Fue mucho más que el escenario de sus películas: Roma encarnó las contradicciones con las que convivía Pasolini, que eran las de una sociedad que todavía no había sido homogeneizada por la cultura burguesa y los medios de masas, a los que el director siempre mostró animadversión. “Las contradicciones de Roma son difíciles de superar porque son de género existencial: más que términos de una contradicción, la riqueza y la miseria, la felicidad y el horror de Roma son partes de un magna, de un caos” que, sin embargo, años más tarde sería domesticado. Lo que entusiasmó a Pasolini de Roma fue el caos propio de una ciudad en la que la cultura burguesa no había borrado (entonces) el carácter auténtico del extrarradio, en la que el centro urbano no ha aniquilado a los barrios de la periferia, donde todavía vivían chicos del arroyo con sus miserias, pero también con una naturalidad no domesticada, con su dialecto no normalizado, con una (in)cultura no estandarizada.
Ninetto Davoli, uno de sus grandes amores, dijo en alguna ocasión: “a Pier Paolo le gustaba la gente que, como máximo, tenía la EGB”. Algo de verdad hay en estas palabras. En la mirada de Pasolini existe una fascinación paternalista hacia esos chicos que hoy en día puede ser problemática de asumir, aunque el director nunca la escondiera. Artículos como Roma malandrina o Las fronteras de la ciudad, como Terracina o los apuntes para el guión de El (re)quesón son reflejo de esa fascinación.
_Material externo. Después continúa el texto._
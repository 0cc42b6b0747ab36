//! Reconciliation logic for MultiClusterApp resources.
//!
//! One `sync` drives the declared targets of an app toward the desired
//! release state: per target it materializes a credential bundle, stands up
//! an isolated release backend session on freshly allocated ports, waits for
//! the backend to accept connections, runs the install against it and tears
//! the session down. Outcomes are written back to the resource status, the
//! only feedback channel the controller owns.

use crate::backoff::FibonacciBackoff;
use crate::error::ControllerError;
use chrono::Utc;
use crds::{
    ClusterConfig, HealthState, MultiClusterApp, MultiClusterAppStatus, Target, TargetStatus,
};
use helm_runner::{
    BackendConfig, ChartSource, ClusterCredentials, HelmCli, HelmError, PortAllocator,
    ReleaseBackend, write_kubeconfig,
};
use kube::Api;
use kube::api::{Patch, PatchParams};
use std::collections::HashMap;
use std::fmt;
use std::sync::{Arc, Mutex};
use std::time::Duration;
use tracing::{debug, error, info, warn};

/// How long a backend session gets to bind its probe listener before the
/// target is aborted.
const BACKEND_READY_TIMEOUT: Duration = Duration::from_secs(30);

/// What to do with the remaining targets once one of them fails.
#[derive(Debug, Clone, Copy, PartialEq, Eq, Default)]
pub enum FailurePolicy {
    /// Abort the remaining targets after the first failure
    FailFast,
    /// Attempt every target and aggregate the failures
    #[default]
    ContinueAll,
}

impl std::str::FromStr for FailurePolicy {
    type Err = String;

    fn from_str(value: &str) -> Result<Self, Self::Err> {
        match value.to_ascii_lowercase().as_str() {
            "failfast" | "fail-fast" => Ok(Self::FailFast),
            "continue" | "continue-all" => Ok(Self::ContinueAll),
            other => Err(format!("unknown failure policy: {other}")),
        }
    }
}

/// Why a reconciliation event required no work.
#[derive(Debug, PartialEq, Eq)]
pub(crate) enum SkipReason {
    /// Resource no longer exists
    Absent,
    /// Resource is marked for deletion
    Deleting,
    /// No chart source configured yet
    NoChartSource,
}

impl fmt::Display for SkipReason {
    fn fmt(&self, f: &mut fmt::Formatter<'_>) -> fmt::Result {
        match self {
            SkipReason::Absent => write!(f, "resource is absent"),
            SkipReason::Deleting => write!(f, "resource is marked for deletion"),
            SkipReason::NoChartSource => write!(f, "no chart repository configured"),
        }
    }
}

/// Decides whether a resource needs reconciliation at all.
pub(crate) fn reconcilable(
    app: Option<&MultiClusterApp>,
) -> Result<&MultiClusterApp, SkipReason> {
    let Some(app) = app else {
        return Err(SkipReason::Absent);
    };
    if app.metadata.deletion_timestamp.is_some() {
        return Err(SkipReason::Deleting);
    }
    if app.spec.chart_repository_url.is_empty() {
        return Err(SkipReason::NoChartSource);
    }
    Ok(app)
}

/// Result of one install attempt against one target.
#[derive(Debug)]
pub(crate) struct TargetOutcome {
    /// Server URL identifying the target
    pub server: String,
    /// Release name recorded for the target, when one was configured
    pub release_name: Option<String>,
    /// Install result
    pub result: Result<(), HelmError>,
}

fn credentials_for(config: &ClusterConfig) -> ClusterCredentials {
    ClusterCredentials {
        server: config.server.clone(),
        certificate_authority_data: config.certificate_authority_data.clone(),
        client_certificate_data: config.client_certificate_data.clone(),
        client_key_data: config.client_key_data.clone(),
    }
}

/// Runs the full pipeline for one target: credentials, backend session,
/// readiness, install, teardown. The credential bundle lives exactly as
/// long as this scope.
async fn deploy_target(
    namespace: &str,
    chart: &ChartSource,
    release_namespace: Option<&str>,
    target: &Target,
    backend: &dyn ReleaseBackend,
    helm: &HelmCli,
    ports: &mut PortAllocator,
) -> Result<(), HelmError> {
    let bundle = write_kubeconfig(&credentials_for(&target.cluster_config), namespace)?;
    debug!("credential bundle for {} at {:?}", target.cluster_config.server, bundle.path());

    let session = backend
        .start(BackendConfig {
            listen_port: ports.allocate()?,
            probe_port: ports.allocate()?,
            release_namespace: release_namespace.map(str::to_string),
            kubeconfig_path: bundle.path().to_path_buf(),
        })
        .await?;

    let result = match session.wait_ready(BACKEND_READY_TIMEOUT).await {
        Ok(()) => helm.install(chart, &target.answers, session.service_port()).await,
        Err(not_ready) => Err(not_ready),
    };

    // Teardown is unconditional; a kill failure is best-effort and never
    // overrides the install result.
    if let Err(termination) = session.stop().await {
        warn!(
            "failed to tear down release backend for {}: {termination}",
            target.cluster_config.server
        );
    }
    result
}

/// Deploys every declared target in order, honoring the failure policy.
///
/// Under [`FailurePolicy::FailFast`] the first failing target aborts the
/// rest for this attempt; they are re-attempted from scratch on the next
/// event, like every other target, since no per-target completion state
/// survives a run.
pub(crate) async fn deploy_targets(
    app: &MultiClusterApp,
    backend: &dyn ReleaseBackend,
    helm: &HelmCli,
    policy: FailurePolicy,
) -> Result<Vec<TargetOutcome>, HelmError> {
    let spec = &app.spec;
    if spec.targets.is_empty() {
        return Ok(Vec::new());
    }
    let namespace = app.metadata.namespace.as_deref().unwrap_or("default");
    let chart = ChartSource {
        repository_url: spec.chart_repository_url.clone(),
        chart_reference: spec.chart_reference.clone(),
        version: spec.chart_version.clone(),
        release_name: spec.release_name.clone(),
    };

    helm.init_client().await?;

    let mut ports = PortAllocator::new();
    let mut outcomes = Vec::with_capacity(spec.targets.len());
    for target in &spec.targets {
        let server = target.cluster_config.server.clone();
        let result = deploy_target(
            namespace,
            &chart,
            spec.release_namespace.as_deref(),
            target,
            backend,
            helm,
            &mut ports,
        )
        .await;
        if let Err(err) = &result {
            warn!("target {server} failed: {err}");
        }
        let failed = result.is_err();
        outcomes.push(TargetOutcome {
            server,
            release_name: spec.release_name.clone(),
            result,
        });
        if failed && policy == FailurePolicy::FailFast {
            debug!("fail-fast policy: skipping remaining targets");
            break;
        }
    }
    Ok(outcomes)
}

/// Rolls per-target outcomes up into the resource status.
pub(crate) fn build_status(outcomes: &[TargetOutcome]) -> MultiClusterAppStatus {
    let targets: Vec<TargetStatus> = outcomes
        .iter()
        .map(|outcome| TargetStatus {
            server: outcome.server.clone(),
            // A release name is only recorded once an install succeeded
            chart_release_name: outcome
                .result
                .is_ok()
                .then(|| outcome.release_name.clone())
                .flatten(),
            health_state: if outcome.result.is_ok() {
                HealthState::Deployed
            } else {
                HealthState::Failed
            },
            error: outcome.result.as_ref().err().map(ToString::to_string),
        })
        .collect();

    let failed = outcomes.iter().filter(|o| o.result.is_err()).count();
    let health_state = if outcomes.is_empty() {
        HealthState::Pending
    } else if failed == 0 {
        HealthState::Deployed
    } else if failed == outcomes.len() {
        HealthState::Failed
    } else {
        HealthState::Degraded
    };

    MultiClusterAppStatus {
        health_state,
        targets,
        last_reconciled: Some(Utc::now()),
    }
}

/// Folds failed outcomes into one reconciliation error, `None` when every
/// attempted target succeeded.
pub(crate) fn aggregate_failures(outcomes: &[TargetOutcome]) -> Option<ControllerError> {
    let failures: Vec<String> = outcomes
        .iter()
        .filter_map(|outcome| {
            outcome
                .result
                .as_ref()
                .err()
                .map(|err| format!("{}: {err}", outcome.server))
        })
        .collect();
    if failures.is_empty() {
        None
    } else {
        Some(ControllerError::TargetsFailed { failures })
    }
}

/// Reconciles MultiClusterApp resources.
pub struct Reconciler {
    app_api: Api<MultiClusterApp>,
    backend: Box<dyn ReleaseBackend>,
    helm: HelmCli,
    failure_policy: FailurePolicy,
    /// Requeue backoff per resource (namespace/name -> state)
    backoff_states: Arc<Mutex<HashMap<String, FibonacciBackoff>>>,
}

impl Reconciler {
    /// Creates a new reconciler instance.
    pub fn new(
        app_api: Api<MultiClusterApp>,
        backend: Box<dyn ReleaseBackend>,
        helm: HelmCli,
        failure_policy: FailurePolicy,
    ) -> Self {
        Self {
            app_api,
            backend,
            helm,
            failure_policy,
            backoff_states: Arc::new(Mutex::new(HashMap::new())),
        }
    }

    /// Reconciles one resource event.
    ///
    /// An absent resource, a deletion in progress or a missing chart source
    /// means there is nothing to do and the call succeeds without touching
    /// any target. Otherwise targets are deployed in declaration order and
    /// the per-target outcomes are patched into the resource status before
    /// any aggregated error is returned.
    pub async fn sync(
        &self,
        key: &str,
        app: Option<&MultiClusterApp>,
    ) -> Result<(), ControllerError> {
        let app = match reconcilable(app) {
            Ok(app) => app,
            Err(reason) => {
                debug!("Nothing to do for {key}: {reason}");
                return Ok(());
            }
        };

        info!(
            "Reconciling MultiClusterApp {key} ({} targets)",
            app.spec.targets.len()
        );
        let outcomes =
            deploy_targets(app, self.backend.as_ref(), &self.helm, self.failure_policy).await?;

        let status_result = self.update_status(app, build_status(&outcomes)).await;

        match aggregate_failures(&outcomes) {
            Some(failed) => Err(failed),
            None => {
                status_result?;
                self.reset_backoff(key);
                Ok(())
            }
        }
    }

    /// Next requeue delay for a failed resource, advancing its backoff.
    pub fn requeue_after(&self, key: &str) -> Duration {
        match self.backoff_states.lock() {
            Ok(mut states) => states.entry(key.to_string()).or_default().next_delay(),
            Err(e) => {
                warn!("Failed to lock backoff states: {e}, using default requeue");
                Duration::from_secs(60)
            }
        }
    }

    /// Restarts the backoff of a successfully reconciled resource.
    pub fn reset_backoff(&self, key: &str) {
        if let Ok(mut states) = self.backoff_states.lock() {
            if let Some(state) = states.get_mut(key) {
                state.reset();
            }
        }
    }

    /// Patches the per-target outcomes into the status subresource.
    async fn update_status(
        &self,
        app: &MultiClusterApp,
        status: MultiClusterAppStatus,
    ) -> Result<(), ControllerError> {
        let name = app.metadata.name.as_deref().ok_or_else(|| {
            ControllerError::InvalidConfig("MultiClusterApp missing name".to_string())
        })?;
        let namespace = app.metadata.namespace.as_deref().unwrap_or("default");

        let status_patch = serde_json::json!({ "status": status });
        let pp = PatchParams::default();
        match self
            .app_api
            .patch_status(name, &pp, &Patch::Merge(&status_patch))
            .await
        {
            Ok(_) => {
                info!("Updated MultiClusterApp {}/{} status", namespace, name);
                Ok(())
            }
            Err(e) => {
                error!(
                    "Failed to update MultiClusterApp {}/{} status: {}",
                    namespace, name, e
                );
                Err(ControllerError::Kube(e))
            }
        }
    }
}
En ellos hay una implacable crítica a la ciudad burguesa, es decir, la que expulsa a sus habitantes a los márgenes, aniquila su cultura y se pervierte.
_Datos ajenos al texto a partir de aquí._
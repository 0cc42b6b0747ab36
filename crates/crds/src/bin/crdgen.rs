//! CRD YAML generator
//!
//! Prints the MultiClusterApp CRD manifest to stdout for installation:
//! `cargo run --bin crdgen > deploy/crds.yaml`

use crds::MultiClusterApp;
use kube::CustomResourceExt;

fn main() -> Result<(), serde_yaml::Error> {
    print!("{}", serde_yaml::to_string(&MultiClusterApp::crd())?);
    Ok(())
}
“Mientras el protagonista de la vida romana era el pueblo, Roma siguió siendo una metrópolis, una metrópolis inconexa, desordenada, dividida, fraccionada (…) En cambio, en el momento en que se completó la aculturación, a través de los medios de masas, el modelo del pueblo romano dejó de brotar de sí mismo, de su cultura, y se convirtió en un modelo proporcionado desde el centro”. Con estas palabras describía Pasolini el declive de esa Roma que había dejado de entusiasmarle. No era un ingenuo: nunca negó la miseria de esa otra Roma, nunca negó las penurias de quienes la habitaban, pero tampoco aceptó que la solución estuviera en el modelo social burgués, contra el que dirigió críticas en su película Teorema.
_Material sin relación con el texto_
//! Helm runner errors

use std::time::Duration;
use thiserror::Error;

/// Errors produced while driving a per-target release session.
#[derive(Debug, Error)]
pub enum HelmError {
    /// Cluster config has no server endpoint, so no credential bundle can
    /// be materialized for the target.
    #[error("cluster config has no server endpoint")]
    MissingServer,

    /// Credential bundle directory or file could not be written
    #[error("failed to write cluster credentials: {source}")]
    CredentialWrite {
        #[source]
        source: std::io::Error,
    },

    /// Credential bundle could not be serialized
    #[error("failed to serialize cluster credentials: {source}")]
    CredentialSerialize {
        #[source]
        source: serde_yaml::Error,
    },

    /// No free port found within the allocation attempt cap
    #[error("no free port found after {attempts} attempts")]
    PortExhausted {
        /// Number of probe-bind attempts made before giving up
        attempts: u32,
    },

    /// Release backend binary could not be spawned
    #[error("failed to spawn release backend {binary}: {source}")]
    BackendSpawn {
        /// Binary the spawn was attempted with
        binary: String,
        #[source]
        source: std::io::Error,
    },

    /// Release backend never accepted a probe connection
    #[error("release backend not ready on port {port} after {waited:?}")]
    BackendNotReady {
        /// Probe port that was polled
        port: u16,
        /// Total time spent polling
        waited: Duration,
    },

    /// Kill-on-cancel failed; best-effort, never overrides an install result
    #[error("failed to terminate release backend: {source}")]
    BackendTermination {
        #[source]
        source: std::io::Error,
    },

    /// Install binary could not be spawned
    #[error("failed to spawn {binary}: {source}")]
    InstallSpawn {
        /// Binary the spawn was attempted with
        binary: String,
        #[source]
        source: std::io::Error,
    },

    /// Install process exited non-zero
    #[error("chart install failed (exit {status:?}): {stderr}")]
    Install {
        /// Exit code of the install process, if it exited normally
        status: Option<i32>,
        /// Captured standard-error text of the install process
        stderr: String,
        /// True when stderr carries the benign "has no deployed releases"
        /// message that a failed-then-retried first install emits. The error
        /// is still surfaced; this flag lets consumers tell the secondary
        /// artifact apart from a root cause.
        masked_retry_artifact: bool,
    },
}

impl HelmError {
    /// Whether this is an install failure carrying the known benign
    /// secondary message of the backend's internal retry logic.
    pub fn is_masked_retry_artifact(&self) -> bool {
        matches!(
            self,
            HelmError::Install {
                masked_retry_artifact: true,
                ..
            }
        )
    }
}
//! Mock release backend for unit testing
//!
//! Provides an in-process implementation of [`ReleaseBackend`] so orchestration
//! logic can be exercised without a real backend binary. The mock binds an
//! actual listener on the probe port, so readiness behaves like the real thing.

use crate::error::HelmError;
use crate::session::{BackendConfig, BackendSession, ReleaseBackend};
use async_trait::async_trait;
use std::sync::{Arc, Mutex};
use tokio_util::sync::CancellationToken;

/// Mock backend recording every start request.
///
/// Can be configured to fail the spawn, for exercising the
/// abort-before-install path.
#[derive(Debug, Clone, Default)]
pub struct MockReleaseBackend {
    started: Arc<Mutex<Vec<BackendConfig>>>,
    fail_spawn: bool,
}

impl MockReleaseBackend {
    /// Creates a mock whose sessions start and become ready immediately.
    pub fn new() -> Self {
        Self::default()
    }

    /// Creates a mock whose every start fails like a missing binary.
    pub fn failing() -> Self {
        Self {
            started: Arc::new(Mutex::new(Vec::new())),
            fail_spawn: true,
        }
    }

    /// Configs of every session started so far.
    pub fn started_configs(&self) -> Vec<BackendConfig> {
        self.started.lock().map(|configs| configs.clone()).unwrap_or_default()
    }
}

#[async_trait]
impl ReleaseBackend for MockReleaseBackend {
    async fn start(&self, config: BackendConfig) -> Result<BackendSession, HelmError> {
        if self.fail_spawn {
            return Err(HelmError::BackendSpawn {
                binary: "mock-backend".to_string(),
                source: std::io::Error::from(std::io::ErrorKind::NotFound),
            });
        }
        if let Ok(mut started) = self.started.lock() {
            started.push(config.clone());
        }

        // A real listener on the probe port makes wait_ready pass
        let listener = tokio::net::TcpListener::bind(("127.0.0.1", config.probe_port))
            .await
            .map_err(|source| HelmError::BackendSpawn {
                binary: "mock-backend".to_string(),
                source,
            })?;

        let cancel = CancellationToken::new();
        let cancelled = cancel.clone();
        let supervisor = tokio::spawn(async move {
            loop {
                tokio::select! {
                    _ = cancelled.cancelled() => return Ok(()),
                    _ = listener.accept() => {}
                }
            }
        });

        Ok(BackendSession::supervised(
            config.listen_port,
            config.probe_port,
            cancel,
            supervisor,
        ))
    }
}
La protagonista de Mamma Roma trata de salir de la miseria y esconde a su hijo su pasado como prostituta. Su mensaje es que de nada sirve huir y escapar hacia esa otra ciudad, más cruel e inmisericorde. La idea de una justicia reparadora, tan presente en toda su obra, no significa ascenso social. Más bien aceptación y perdón de la culpa, a la que sigue la redención. Todas las contradicciones de Roma se resumen en la oposición entre la culpa y la inocencia, el pecado y la redención. En los suburbios, el pecado no anula la redención, la culpa está acompañada de la inocencia de la lágrima del joven que protagoniza el relato Desde Monteverde al Altieri. La lágrima es la redención que buscaba Pasolini, marcado –como dice Lorenzo Bartoli, autor del prólogo del libro– “por la dialéctica entre la culpa por su homosexualidad y la búsqueda de expiación ante la hipocresía burguesa, católica y comunista”. Este era Pasolini y así era Roma, esa ciudad en la que nunca dejó de reflejarse.